We will then print this response and the HTTP code returned. We should obtain “ok” and 200, respectively.

if (httpCode > 0) { //Check for the returning code
 
   String payload = http.getString();
   Serial.println(httpCode);
   Serial.println(payload);
}
 
else {
   Serial.println("Error on HTTP request");
}

After processing the request answer, we should call the end method of the HTTPClient object, in order to free the resources.

http.end();

The final complete source code can be seen below. Note that we have added a validation to check if the ESP32 is still connected to the WiFi network before sending the request, and a 10 seconds delay between each iteration of the Arduino loop.

#include <WiFi.h>
#include <HTTPClient.h>
#include <base64.h>
 
const char* ssid = "yourNetworkName";
const char* password =  "yourNetworkPassword";
 
String authUsername = "testEsp32USer";
String authPassword = "testEsp32Pass";
 
void setup() {
 
  Serial.begin(115200);
 
  WiFi.begin(ssid, password);
 
  while (WiFi.status() != WL_CONNECTED) {
    delay(1000);
    Serial.println("Connecting to WiFi..");
  }
 
  Serial.println("Connected to WiFi");
 
}
 
void loop() {
 
  if ((WiFi.status() == WL_CONNECTED)) { //Check the current connection status
 
    HTTPClient http;
 
    http.begin("http://192.168.1.88:8090/auth");
 
    String auth = base64::encode(authUsername + ":" + authPassword);
    http.addHeader("Authorization", "Basic " + auth);
 
    int httpCode = http.GET(); 
 
    if (httpCode > 0) { //Check for the returning code
 
        String payload = http.getString();
        Serial.println(httpCode);
        Serial.println(payload);
    }
 
    else {
      Serial.println("Error on HTTP request");
    }
 
    http.end();
  }
 
  delay(10000);
 
}

Testing the whole system

Since we have already tested the Flask server in the previous section, we can now try to test the end-to-end system.

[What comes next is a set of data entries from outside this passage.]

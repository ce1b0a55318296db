//! The pending-computation interface.
//!
//! A pending computation is anything that can be told "call this on success,
//! that on failure" and will then call exactly one of them exactly once.
//! The splicing machinery never creates or drives computations itself; it
//! only registers observers through [`Settle::on_settle`].

/// Observer invoked with the resolved value.
pub type OnFulfilled<T> = Box<dyn FnOnce(T) + Send + 'static>;

/// Observer invoked with the rejection reason.
pub type OnRejected<E> = Box<dyn FnOnce(E) + Send + 'static>;

/// A boxed settle handle, for sequences mixing different handle kinds.
pub type BoxSettle<T, E> = Box<dyn FnOnce(OnFulfilled<T>, OnRejected<E>) + Send + 'static>;

/// A handle to a computation that settles exactly once.
///
/// Implementations must invoke exactly one of the two observers, exactly
/// once, at some point after (or during) registration. Consuming `self`
/// makes double registration impossible.
pub trait Settle<T, E>: Send + 'static {
    fn on_settle(self, on_fulfilled: OnFulfilled<T>, on_rejected: OnRejected<E>);
}

impl<T, E, F> Settle<T, E> for F
where
    F: FnOnce(OnFulfilled<T>, OnRejected<E>) + Send + 'static,
{
    fn on_settle(self, on_fulfilled: OnFulfilled<T>, on_rejected: OnRejected<E>) {
        self(on_fulfilled, on_rejected)
    }
}

/// Box any settle handle so handles of different types share one sequence.
pub fn boxed<T, E, P>(handle: P) -> BoxSettle<T, E>
where
    T: 'static,
    E: 'static,
    P: Settle<T, E>,
{
    Box::new(move |on_fulfilled, on_rejected| handle.on_settle(on_fulfilled, on_rejected))
}
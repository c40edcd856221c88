use image::{GrayImage, ImageBuffer, Rgb};
use tempfile::NamedTempFile;

/// Creates a 120x90 PNG with a dark 40x30 square on a light background.
/// The file will be automatically cleaned up when dropped.
pub fn create_test_image() -> NamedTempFile {
    let img = ImageBuffer::from_fn(120, 90, |x, y| {
        if (40..80).contains(&x) && (30..60).contains(&y) {
            Rgb([20u8, 30u8, 40u8])
        } else {
            Rgb([230u8, 225u8, 220u8])
        }
    });
    let file = tempfile::Builder::new()
        .suffix(".png")
        .tempfile()
        .expect("Failed to create temp image file");
    img.save_with_format(file.path(), image::ImageFormat::Png)
        .expect("Failed to save test image");
    file
}

/// Creates a file with an image extension but garbage contents
pub fn create_corrupt_image() -> NamedTempFile {
    let file = tempfile::Builder::new()
        .suffix(".jpg")
        .tempfile()
        .expect("Failed to create temp file");
    std::fs::write(file.path(), b"this is not a jpeg").expect("Failed to write temp file");
    file
}

pub fn output_dir() -> tempfile::TempDir {
    tempfile::TempDir::new().expect("Failed to create temp directory")
}

pub fn is_edge(edges: &GrayImage, x: u32, y: u32) -> bool {
    edges.get_pixel(x, y)[0] == edgeview::detection::edges::EDGE
}

/// True when an edge pixel lies within `radius` (Chebyshev) of (x, y)
pub fn edge_near(edges: &GrayImage, x: u32, y: u32, radius: u32) -> bool {
    let x0 = x.saturating_sub(radius);
    let y0 = y.saturating_sub(radius);
    let x1 = (x + radius).min(edges.width() - 1);
    let y1 = (y + radius).min(edges.height() - 1);
    (y0..=y1).any(|yy| (x0..=x1).any(|xx| is_edge(edges, xx, yy)))
}

pub fn count_edges(edges: &GrayImage) -> usize {
    edges
        .pixels()
        .filter(|p| p[0] == edgeview::detection::edges::EDGE)
        .count()
}

/// Collect edge pixels inside an inclusive box
pub fn edges_in_box(edges: &GrayImage, x0: u32, y0: u32, x1: u32, y1: u32) -> Vec<(u32, u32)> {
    (y0..=y1)
        .flat_map(|y| (x0..=x1).map(move |x| (x, y)))
        .filter(|&(x, y)| is_edge(edges, x, y))
        .collect()
}
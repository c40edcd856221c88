use iced::widget::image::Handle;
use iced::widget::{Image, center};
use iced::{ContentFit, Element, Size, Task};
use image::{DynamicImage, RgbImage};

const WINDOW_TITLE: &str = "Edge Detection Results";

struct ResultViewer {
    handle: Handle,
}

#[derive(Debug, Clone)]
enum Message {}

impl ResultViewer {
    fn update(&mut self, message: Message) -> Task<Message> {
        match message {}
    }

    fn view(&self) -> Element<'_, Message> {
        center(Image::<Handle>::new(self.handle.clone()).content_fit(ContentFit::Contain))
            .padding(10)
            .into()
    }
}

/// Show the composite in a window, blocking until it is closed
pub fn show(composite: &RgbImage) -> iced::Result {
    let (width, height) = composite.dimensions();
    let rgba = DynamicImage::ImageRgb8(composite.clone()).into_rgba8();
    let handle = Handle::from_rgba(width, height, rgba.into_raw());

    iced::application(
        move || ResultViewer {
            handle: handle.clone(),
        },
        ResultViewer::update,
        ResultViewer::view,
    )
    .title(WINDOW_TITLE)
    .window_size(Size::new(
        (width as f32 + 20.0).min(1600.0),
        (height as f32 + 20.0).min(900.0),
    ))
    .run()
}
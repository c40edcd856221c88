use std::convert::Infallible;

use embedded_graphics::mono_font::MonoTextStyle;
use embedded_graphics::mono_font::ascii::FONT_10X20;
use embedded_graphics::pixelcolor::Rgb888;
use embedded_graphics::prelude::*;
use embedded_graphics::text::{Alignment, Baseline, Text, TextStyleBuilder};
use image::imageops::{self, FilterType};
use image::{DynamicImage, GrayImage, Rgb, RgbImage};

pub const PANEL_TITLES: [&str; 4] = [
    "Original Image",
    "Grayscale Image",
    "Blurred Image",
    "Edge Detection",
];

pub const DEFAULT_PANEL_WIDTH: u32 = 480;

const MARGIN: u32 = 16;
const TITLE_BAND: u32 = 36;
const FIGURE_BACKGROUND: Rgb<u8> = Rgb([255, 255, 255]);

/// Lets embedded-graphics text render straight into an `RgbImage`
struct LabelCanvas<'a>(&'a mut RgbImage);

impl OriginDimensions for LabelCanvas<'_> {
    fn size(&self) -> Size {
        Size::new(self.0.width(), self.0.height())
    }
}

impl DrawTarget for LabelCanvas<'_> {
    type Color = Rgb888;
    type Error = Infallible;

    fn draw_iter<I>(&mut self, pixels: I) -> Result<(), Self::Error>
    where
        I: IntoIterator<Item = embedded_graphics::Pixel<Self::Color>>,
    {
        let (width, height) = self.0.dimensions();
        for embedded_graphics::Pixel(point, color) in pixels {
            let (Ok(x), Ok(y)) = (u32::try_from(point.x), u32::try_from(point.y)) else {
                continue;
            };
            if x < width && y < height {
                self.0.put_pixel(x, y, Rgb([color.r(), color.g(), color.b()]));
            }
        }
        Ok(())
    }
}

/// Size of one panel once the source is scaled to `panel_width`
pub fn panel_size(source: (u32, u32), panel_width: u32) -> (u32, u32) {
    let (w, h) = source;
    let width = panel_width.max(1);
    let height = ((u64::from(h) * u64::from(width) + u64::from(w) / 2) / u64::from(w.max(1))).max(1);
    (width, height as u32)
}

/// Lay the four stages out side by side, each under its title.
///
/// All inputs must share the same dimensions.
pub fn compose(
    display: &RgbImage,
    luminance: &GrayImage,
    smoothed: &GrayImage,
    edges: &GrayImage,
    panel_width: u32,
) -> RgbImage {
    let (pw, ph) = panel_size(display.dimensions(), panel_width);
    let width = MARGIN + 4 * (pw + MARGIN);
    let height = MARGIN + TITLE_BAND + ph + MARGIN;
    let mut figure = RgbImage::from_pixel(width, height, FIGURE_BACKGROUND);

    let panels = [
        display.clone(),
        gray_to_rgb(luminance),
        gray_to_rgb(smoothed),
        gray_to_rgb(edges),
    ];

    for (i, (panel, title)) in panels.iter().zip(PANEL_TITLES).enumerate() {
        let x = MARGIN + i as u32 * (pw + MARGIN);
        let scaled = imageops::resize(panel, pw, ph, FilterType::Triangle);
        imageops::overlay(&mut figure, &scaled, i64::from(x), i64::from(MARGIN + TITLE_BAND));
        draw_title(&mut figure, title, x + pw / 2, MARGIN);
    }

    figure
}

fn gray_to_rgb(img: &GrayImage) -> RgbImage {
    DynamicImage::ImageLuma8(img.clone()).to_rgb8()
}

fn draw_title(figure: &mut RgbImage, title: &str, center_x: u32, top: u32) {
    let character_style = MonoTextStyle::new(&FONT_10X20, Rgb888::BLACK);
    let text_style = TextStyleBuilder::new()
        .alignment(Alignment::Center)
        .baseline(Baseline::Top)
        .build();
    let y = top + (TITLE_BAND - FONT_10X20.character_size.height) / 2;

    let mut canvas = LabelCanvas(figure);
    let Ok(_) = Text::with_text_style(
        title,
        Point::new(center_x as i32, y as i32),
        character_style,
        text_style,
    )
    .draw(&mut canvas);
}
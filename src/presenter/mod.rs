pub mod composite;
#[cfg(feature = "gui")]
pub mod viewer;

use std::fs::File;
use std::io::{BufWriter, Write};
use std::path::{Path, PathBuf};

use image::codecs::jpeg::JpegEncoder;
use image::{GrayImage, ImageBuffer, ImageFormat, Pixel, PixelWithColorType, RgbImage};

use crate::error::{Error, Result};
use crate::models::PipelineRun;

pub const COMPOSITE_FILE: &str = "edge_detection_results.png";
pub const ORIGINAL_FILE: &str = "original.jpg";
pub const GRAYSCALE_FILE: &str = "grayscale.jpg";
pub const BLURRED_FILE: &str = "blurred.jpg";
pub const EDGES_FILE: &str = "edge_detected.jpg";

/// Quality used for every JPEG this crate writes
pub const JPEG_QUALITY: u8 = 95;

/// Write an 8-bit image as JPEG
pub(crate) fn save_jpeg<P>(image: &ImageBuffer<P, Vec<u8>>, path: &Path) -> Result<()>
where
    P: Pixel<Subpixel = u8> + PixelWithColorType,
{
    let file = File::create(path).map_err(Error::io(path))?;
    let mut writer = BufWriter::new(file);
    image
        .write_with_encoder(JpegEncoder::new_with_quality(&mut writer, JPEG_QUALITY))
        .map_err(Error::encode(path))?;
    writer.flush().map_err(Error::io(path))?;
    Ok(())
}

/// Paths written by one presentation, plus the composite itself
#[derive(Debug, Clone)]
pub struct Presentation {
    pub composite_path: PathBuf,
    pub original_path: PathBuf,
    pub grayscale_path: PathBuf,
    pub blurred_path: PathBuf,
    pub edges_path: PathBuf,
    pub composite: RgbImage,
}

impl Presentation {
    pub fn written_files(&self) -> [&Path; 5] {
        [
            &self.composite_path,
            &self.original_path,
            &self.grayscale_path,
            &self.blurred_path,
            &self.edges_path,
        ]
    }
}

/// Writes stage images and the composite, then optionally shows it
pub struct Presenter {
    output_dir: PathBuf,
    panel_width: u32,
    display: bool,
}

impl Presenter {
    pub fn new(output_dir: impl Into<PathBuf>) -> Self {
        Self {
            output_dir: output_dir.into(),
            panel_width: composite::DEFAULT_PANEL_WIDTH,
            display: false,
        }
    }

    pub fn with_panel_width(mut self, panel_width: u32) -> Self {
        self.panel_width = panel_width;
        self
    }

    pub fn with_display(mut self, display: bool) -> Self {
        self.display = display;
        self
    }

    pub fn output_dir(&self) -> &Path {
        &self.output_dir
    }

    /// Present the stages of a finished run
    pub fn present_run(&self, run: &PipelineRun) -> Result<Presentation> {
        self.present(
            &run.stages.display,
            &run.stages.luminance,
            &run.stages.smoothed,
            &run.edges,
        )
    }

    pub fn present(
        &self,
        display: &RgbImage,
        luminance: &GrayImage,
        smoothed: &GrayImage,
        edges: &GrayImage,
    ) -> Result<Presentation> {
        let dims = display.dimensions();
        for (name, other) in [
            ("grayscale", luminance.dimensions()),
            ("blurred", smoothed.dimensions()),
            ("edge", edges.dimensions()),
        ] {
            if other != dims {
                return Err(Error::Parameter(format!(
                    "{name} image is {}x{} but the source is {}x{}",
                    other.0, other.1, dims.0, dims.1
                )));
            }
        }

        std::fs::create_dir_all(&self.output_dir).map_err(Error::io(&self.output_dir))?;

        let composite = composite::compose(display, luminance, smoothed, edges, self.panel_width);
        let composite_path = self.output_dir.join(COMPOSITE_FILE);
        composite
            .save_with_format(&composite_path, ImageFormat::Png)
            .map_err(Error::encode(&composite_path))?;
        log::debug!("Wrote composite {}", composite_path.display());

        let original_path = self.output_dir.join(ORIGINAL_FILE);
        let grayscale_path = self.output_dir.join(GRAYSCALE_FILE);
        let blurred_path = self.output_dir.join(BLURRED_FILE);
        let edges_path = self.output_dir.join(EDGES_FILE);

        // Decoded sources are already RGB, so the display raster is written as is
        save_jpeg(display, &original_path)?;
        save_jpeg(luminance, &grayscale_path)?;
        save_jpeg(smoothed, &blurred_path)?;
        save_jpeg(edges, &edges_path)?;

        println!(
            "Screenshots saved in the '{}' folder",
            self.output_dir.display()
        );

        let presentation = Presentation {
            composite_path,
            original_path,
            grayscale_path,
            blurred_path,
            edges_path,
            composite,
        };

        if self.display {
            self.show(&presentation);
        }

        Ok(presentation)
    }

    #[cfg(feature = "gui")]
    fn show(&self, presentation: &Presentation) {
        if let Err(e) = viewer::show(&presentation.composite) {
            log::warn!("Could not open the result viewer: {}", e);
        }
    }

    #[cfg(not(feature = "gui"))]
    fn show(&self, _presentation: &Presentation) {
        log::info!("Built without the gui feature; skipping the result viewer");
    }
}

#[cfg(test)]
mod tests {
    use super::*;
    use image::{Luma, Rgb};

    fn stages(w: u32, h: u32) -> (RgbImage, GrayImage, GrayImage, GrayImage) {
        (
            RgbImage::from_fn(w, h, |x, _| Rgb([(x * 3) as u8, 40, 200])),
            GrayImage::from_pixel(w, h, Luma([100])),
            GrayImage::from_pixel(w, h, Luma([100])),
            GrayImage::from_fn(w, h, |x, _| Luma([if x == w / 2 { 255 } else { 0 }])),
        )
    }

    #[test]
    fn writes_all_five_files_into_new_directory() {
        let dir = tempfile::TempDir::new().unwrap();
        let out = dir.path().join("a").join("b");
        let (display, gray, blurred, edges) = stages(64, 48);

        let presentation = Presenter::new(&out)
            .with_panel_width(64)
            .present(&display, &gray, &blurred, &edges)
            .unwrap();

        for path in presentation.written_files() {
            assert!(path.is_file(), "missing {}", path.display());
            assert!(path.starts_with(&out));
        }
        assert_eq!(presentation.composite_path.file_name().unwrap(), COMPOSITE_FILE);
    }

    #[test]
    fn stage_files_keep_source_dimensions() {
        let dir = tempfile::TempDir::new().unwrap();
        let (display, gray, blurred, edges) = stages(64, 48);

        let presentation = Presenter::new(dir.path())
            .present(&display, &gray, &blurred, &edges)
            .unwrap();

        for path in &presentation.written_files()[1..] {
            let img = image::open(path).unwrap();
            assert_eq!((img.width(), img.height()), (64, 48));
        }
    }

    #[test]
    fn composite_on_disk_matches_returned_image() {
        let dir = tempfile::TempDir::new().unwrap();
        let (display, gray, blurred, edges) = stages(32, 32);

        let presentation = Presenter::new(dir.path())
            .with_panel_width(50)
            .present(&display, &gray, &blurred, &edges)
            .unwrap();

        let reloaded = image::open(&presentation.composite_path).unwrap().to_rgb8();
        assert_eq!(reloaded, presentation.composite);
    }

    #[test]
    fn mismatched_dimensions_are_rejected() {
        let dir = tempfile::TempDir::new().unwrap();
        let (display, gray, blurred, _) = stages(64, 48);
        let edges = GrayImage::new(10, 10);

        let result = Presenter::new(dir.path()).present(&display, &gray, &blurred, &edges);
        assert!(matches!(result, Err(Error::Parameter(_))));
    }

    #[test]
    fn unwritable_output_directory_is_io_error() {
        let dir = tempfile::TempDir::new().unwrap();
        let blocker = dir.path().join("file");
        std::fs::write(&blocker, b"not a directory").unwrap();
        let (display, gray, blurred, edges) = stages(16, 16);

        let result = Presenter::new(blocker.join("out")).present(&display, &gray, &blurred, &edges);
        assert!(matches!(result, Err(Error::Io { .. })));
    }
}
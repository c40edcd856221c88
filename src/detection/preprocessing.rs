use image::{DynamicImage, GrayImage, ImageBuffer, Luma, RgbImage};
use imageproc::filter::separable_filter_equal;

use crate::models::Preprocessed;

/// Side length of the smoothing kernel
pub const BLUR_KERNEL_SIZE: usize = 5;

/// Convert image to a display-ready RGB copy.
///
/// Decoders already hand back RGB, so this is a plain duplicate.
pub fn to_display(img: &RgbImage) -> RgbImage {
    img.clone()
}

/// Convert image to grayscale
pub fn to_grayscale(img: &RgbImage) -> GrayImage {
    DynamicImage::ImageRgb8(img.clone()).to_luma8()
}

/// Sigma picked for a Gaussian kernel of the given size when none is specified
pub fn sigma_for_kernel(size: usize) -> f32 {
    0.3 * ((size as f32 - 1.0) * 0.5 - 1.0) + 0.8
}

/// Normalised 1-D Gaussian weights
pub fn gaussian_kernel(size: usize) -> Vec<f32> {
    let sigma = sigma_for_kernel(size);
    let half = (size / 2) as f32;
    let weights: Vec<f32> = (0..size)
        .map(|i| {
            let d = i as f32 - half;
            (-(d * d) / (2.0 * sigma * sigma)).exp()
        })
        .collect();
    let sum: f32 = weights.iter().sum();
    weights.into_iter().map(|w| w / sum).collect()
}

/// Apply a 5x5 Gaussian blur to reduce noise
pub fn apply_blur(img: &GrayImage) -> GrayImage {
    let kernel = gaussian_kernel(BLUR_KERNEL_SIZE);

    // Filter in f32 and round once so flat regions keep their exact value
    let widened: ImageBuffer<Luma<f32>, Vec<f32>> =
        ImageBuffer::from_fn(img.width(), img.height(), |x, y| {
            Luma([f32::from(img.get_pixel(x, y)[0])])
        });
    let blurred = separable_filter_equal(&widened, &kernel);

    GrayImage::from_fn(img.width(), img.height(), |x, y| {
        Luma([blurred.get_pixel(x, y)[0].round().clamp(0.0, 255.0) as u8])
    })
}

/// Produce the display, luminance and smoothed rasters for a color source
pub fn process(img: &RgbImage) -> Preprocessed {
    let display = to_display(img);
    let luminance = to_grayscale(img);
    let smoothed = apply_blur(&luminance);

    Preprocessed {
        display,
        luminance,
        smoothed,
    }
}
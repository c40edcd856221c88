use std::path::{Path, PathBuf};

/// Errors produced by the edge detection pipeline
#[derive(Debug, thiserror::Error)]
pub enum Error {
    /// The source image could not be opened or decoded
    #[error("could not load image from {}: {source}", .path.display())]
    Load {
        path: PathBuf,
        source: image::ImageError,
    },

    /// An output directory or file could not be created
    #[error("I/O error at {}: {source}", .path.display())]
    Io {
        path: PathBuf,
        source: std::io::Error,
    },

    /// An output image could not be encoded or written
    #[error("failed to write image {}: {source}", .path.display())]
    Encode {
        path: PathBuf,
        source: image::ImageError,
    },

    /// A run-time parameter was rejected before processing
    #[error("invalid parameter: {0}")]
    Parameter(String),
}

impl Error {
    /// Build a mapper from `std::io::Error` that remembers the path involved
    pub fn io(path: &Path) -> impl FnOnce(std::io::Error) -> Self + '_ {
        move |source| Self::Io {
            path: path.to_path_buf(),
            source,
        }
    }

    /// Build a mapper from `image::ImageError` for a failed write
    pub fn encode(path: &Path) -> impl FnOnce(image::ImageError) -> Self + '_ {
        move |source| Self::Encode {
            path: path.to_path_buf(),
            source,
        }
    }
}

pub type Result<T> = std::result::Result<T, Error>;
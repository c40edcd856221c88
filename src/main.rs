use std::io::{self, Write};
use std::path::PathBuf;

use anyhow::Context;
use clap::Parser;

use edgeview::models::{DEFAULT_OUTPUT_DIR, DEFAULT_SYNTHETIC_HEIGHT, DEFAULT_SYNTHETIC_WIDTH};
use edgeview::prompt::{Prompter, SourceChoice};
use edgeview::{EdgeDetectionPipeline, PipelineConfig, Presenter, Thresholds};

#[derive(Parser)]
#[command(name = "edgeview")]
#[command(about = "Grayscale, blur and Canny edge detection with saved stage outputs")]
struct Cli {
    /// Synthesize a test image with basic shapes instead of loading one
    #[arg(long, conflicts_with = "image")]
    synthetic: bool,

    /// Path to input image file
    #[arg(long, value_name = "IMAGE")]
    image: Option<PathBuf>,

    /// Low hysteresis threshold (asked interactively when omitted)
    #[arg(long, requires = "high", allow_negative_numbers = true)]
    low: Option<i32>,

    /// High hysteresis threshold (asked interactively when omitted)
    #[arg(long, requires = "low", allow_negative_numbers = true)]
    high: Option<i32>,

    /// Directory receiving all output images
    #[arg(long, value_name = "DIR", default_value = DEFAULT_OUTPUT_DIR)]
    output_dir: PathBuf,

    /// Width of the synthetic test image
    #[arg(long, default_value_t = DEFAULT_SYNTHETIC_WIDTH)]
    width: u32,

    /// Height of the synthetic test image
    #[arg(long, default_value_t = DEFAULT_SYNTHETIC_HEIGHT)]
    height: u32,

    /// Don't open the result viewer
    #[arg(long)]
    no_display: bool,

    /// Enable verbose output
    #[arg(short, long)]
    verbose: bool,
}

fn init_logger(verbose: bool) {
    let default_level = if verbose { "debug" } else { "warn" };

    env_logger::Builder::from_env(env_logger::Env::default().default_filter_or(default_level))
        .format(|buf, record| {
            writeln!(
                buf,
                "[{} {}:{}] {}",
                record.level(),
                record
                    .file()
                    .unwrap_or("None")
                    .split('/')
                    .next_back()
                    .unwrap_or("None"),
                record.line().unwrap_or(0),
                record.args()
            )
        })
        .init();
}

/// Fill in whatever the command line left open by asking on the terminal
fn build_config(args: &Cli) -> anyhow::Result<PipelineConfig> {
    let stdin = io::stdin();
    let mut prompter = Prompter::new(stdin.lock(), io::stdout());

    let source = if args.synthetic {
        SourceChoice::Synthetic
    } else if let Some(path) = &args.image {
        SourceChoice::File(path.clone())
    } else {
        prompter.source().context("failed to read image source")?
    };

    let thresholds = match (args.low, args.high) {
        (Some(low), Some(high)) => Thresholds::new(low, high)?,
        _ => prompter
            .thresholds()
            .context("failed to read edge detection parameters")?,
    };

    let config = match source {
        SourceChoice::Synthetic => PipelineConfig::synthetic(&args.output_dir),
        SourceChoice::File(path) => PipelineConfig::from_file(path, &args.output_dir),
    };

    Ok(config
        .with_thresholds(thresholds)
        .with_synthetic_size(args.width, args.height)
        .with_display(!args.no_display))
}

fn main() -> anyhow::Result<()> {
    let args = Cli::parse();
    init_logger(args.verbose);

    let config = build_config(&args)?;
    config.validate()?;

    let output_dir = config.output_directory.clone();
    std::fs::create_dir_all(&output_dir)
        .with_context(|| format!("failed to create output directory {}", output_dir.display()))?;

    let display = config.display;
    let run = EdgeDetectionPipeline::new(config).with_progress(true).run()?;

    if args.verbose {
        println!("Image: {}x{} ({:?})\n", run.source.width(), run.source.height(), run.origin);
    }

    println!("Displaying and saving results...");
    Presenter::new(&output_dir)
        .with_display(display)
        .present_run(&run)
        .context("failed to save results")?;

    println!("Processing completed!");
    println!(
        "All output files are saved in the '{}' directory",
        output_dir.display()
    );

    Ok(())
}
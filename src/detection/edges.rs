//! Canny edge detection on an already smoothed luminance image.
//!
//! `imageproc::edges::canny` blurs its input again before taking gradients,
//! so the stages are assembled here from `imageproc` Sobel filters: L1
//! gradient magnitude, non-maximum suppression along the quantised gradient
//! direction, then 8-connected hysteresis.

use image::{GrayImage, ImageBuffer, Luma};
use imageproc::definitions::Image;
use imageproc::gradients::{horizontal_sobel, vertical_sobel};

use crate::error::Result;
use crate::models::Thresholds;

/// Pixel value marking an edge
pub const EDGE: u8 = 255;
/// Pixel value marking background
pub const NO_EDGE: u8 = 0;

type Magnitude = ImageBuffer<Luma<i32>, Vec<i32>>;

/// Detect edges using Canny with the given hysteresis thresholds.
///
/// Magnitudes strictly above `high` seed edges; magnitudes strictly above
/// `low` join an edge when 8-connected to one.
pub fn detect(img: &GrayImage, thresholds: Thresholds) -> Result<GrayImage> {
    thresholds.validate()?;

    let gx = horizontal_sobel(img);
    let gy = vertical_sobel(img);
    let magnitude = gradient_magnitude(&gx, &gy);
    let thinned = non_maximum_suppression(&magnitude, &gx, &gy);

    Ok(hysteresis(&thinned, thresholds.low, thresholds.high))
}

fn gradient_magnitude(gx: &Image<Luma<i16>>, gy: &Image<Luma<i16>>) -> Magnitude {
    ImageBuffer::from_fn(gx.width(), gx.height(), |x, y| {
        let h = i32::from(gx.get_pixel(x, y)[0]);
        let v = i32::from(gy.get_pixel(x, y)[0]);
        Luma([h.abs() + v.abs()])
    })
}

/// Quantised gradient direction in degrees: 0, 45, 90 or 135
fn direction(h: i32, v: i32) -> u32 {
    let mut angle = (v as f32).atan2(h as f32).to_degrees();
    if angle < 0.0 {
        angle += 180.0;
    }

    if !(22.5..157.5).contains(&angle) {
        0
    } else if angle < 67.5 {
        45
    } else if angle < 112.5 {
        90
    } else {
        135
    }
}

/// Keep only pixels that are local maxima across the edge.
///
/// Border pixels are always suppressed.
pub(crate) fn non_maximum_suppression(
    magnitude: &Magnitude,
    gx: &Image<Luma<i16>>,
    gy: &Image<Luma<i16>>,
) -> Magnitude {
    let (width, height) = magnitude.dimensions();
    let mut out = Magnitude::new(width, height);
    if width < 3 || height < 3 {
        return out;
    }

    for y in 1..height - 1 {
        for x in 1..width - 1 {
            let m = magnitude.get_pixel(x, y)[0];
            if m == 0 {
                continue;
            }

            let h = i32::from(gx.get_pixel(x, y)[0]);
            let v = i32::from(gy.get_pixel(x, y)[0]);
            let (before, after) = match direction(h, v) {
                0 => ((x - 1, y), (x + 1, y)),
                45 => ((x - 1, y - 1), (x + 1, y + 1)),
                90 => ((x, y - 1), (x, y + 1)),
                _ => ((x + 1, y - 1), (x - 1, y + 1)),
            };
            let before = magnitude.get_pixel(before.0, before.1)[0];
            let after = magnitude.get_pixel(after.0, after.1)[0];

            // Ties go to the first pixel of a plateau so ridges stay one pixel wide
            if m > before && m >= after {
                out.put_pixel(x, y, Luma([m]));
            }
        }
    }

    out
}

fn hysteresis(thinned: &Magnitude, low: i32, high: i32) -> GrayImage {
    let (width, height) = thinned.dimensions();
    let mut out = GrayImage::from_pixel(width, height, Luma([NO_EDGE]));
    let mut stack = Vec::new();

    for y in 0..height {
        for x in 0..width {
            if thinned.get_pixel(x, y)[0] <= high || out.get_pixel(x, y)[0] == EDGE {
                continue;
            }

            out.put_pixel(x, y, Luma([EDGE]));
            stack.push((x, y));

            while let Some((cx, cy)) = stack.pop() {
                for (nx, ny) in neighbours(cx, cy, width, height) {
                    if out.get_pixel(nx, ny)[0] == NO_EDGE && thinned.get_pixel(nx, ny)[0] > low {
                        out.put_pixel(nx, ny, Luma([EDGE]));
                        stack.push((nx, ny));
                    }
                }
            }
        }
    }

    out
}

/// In-bounds 8-neighbourhood of (x, y)
fn neighbours(x: u32, y: u32, width: u32, height: u32) -> impl Iterator<Item = (u32, u32)> {
    (-1i64..=1)
        .flat_map(|dy| (-1i64..=1).map(move |dx| (dx, dy)))
        .filter(|&(dx, dy)| dx != 0 || dy != 0)
        .filter_map(move |(dx, dy)| {
            let nx = i64::from(x) + dx;
            let ny = i64::from(y) + dy;
            if nx < 0 || ny < 0 || nx >= i64::from(width) || ny >= i64::from(height) {
                None
            } else {
                Some((nx as u32, ny as u32))
            }
        })
}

Thus, the next step is to compile and upload the Arduino code to the ESP32 using the Arduino IDE.

After the procedure finishes, open the serial console and wait for the connection to the WiFi network to be established. After that, the ESP32 should start to send the requests to the Flask server periodically.
If you go back to the Python prompt, you should get an output similar to figure 3, which shows the credentials sent in the request from the ESP32 getting printed.

Figure 3 – Flask server printing the credentials sent by the ESP32.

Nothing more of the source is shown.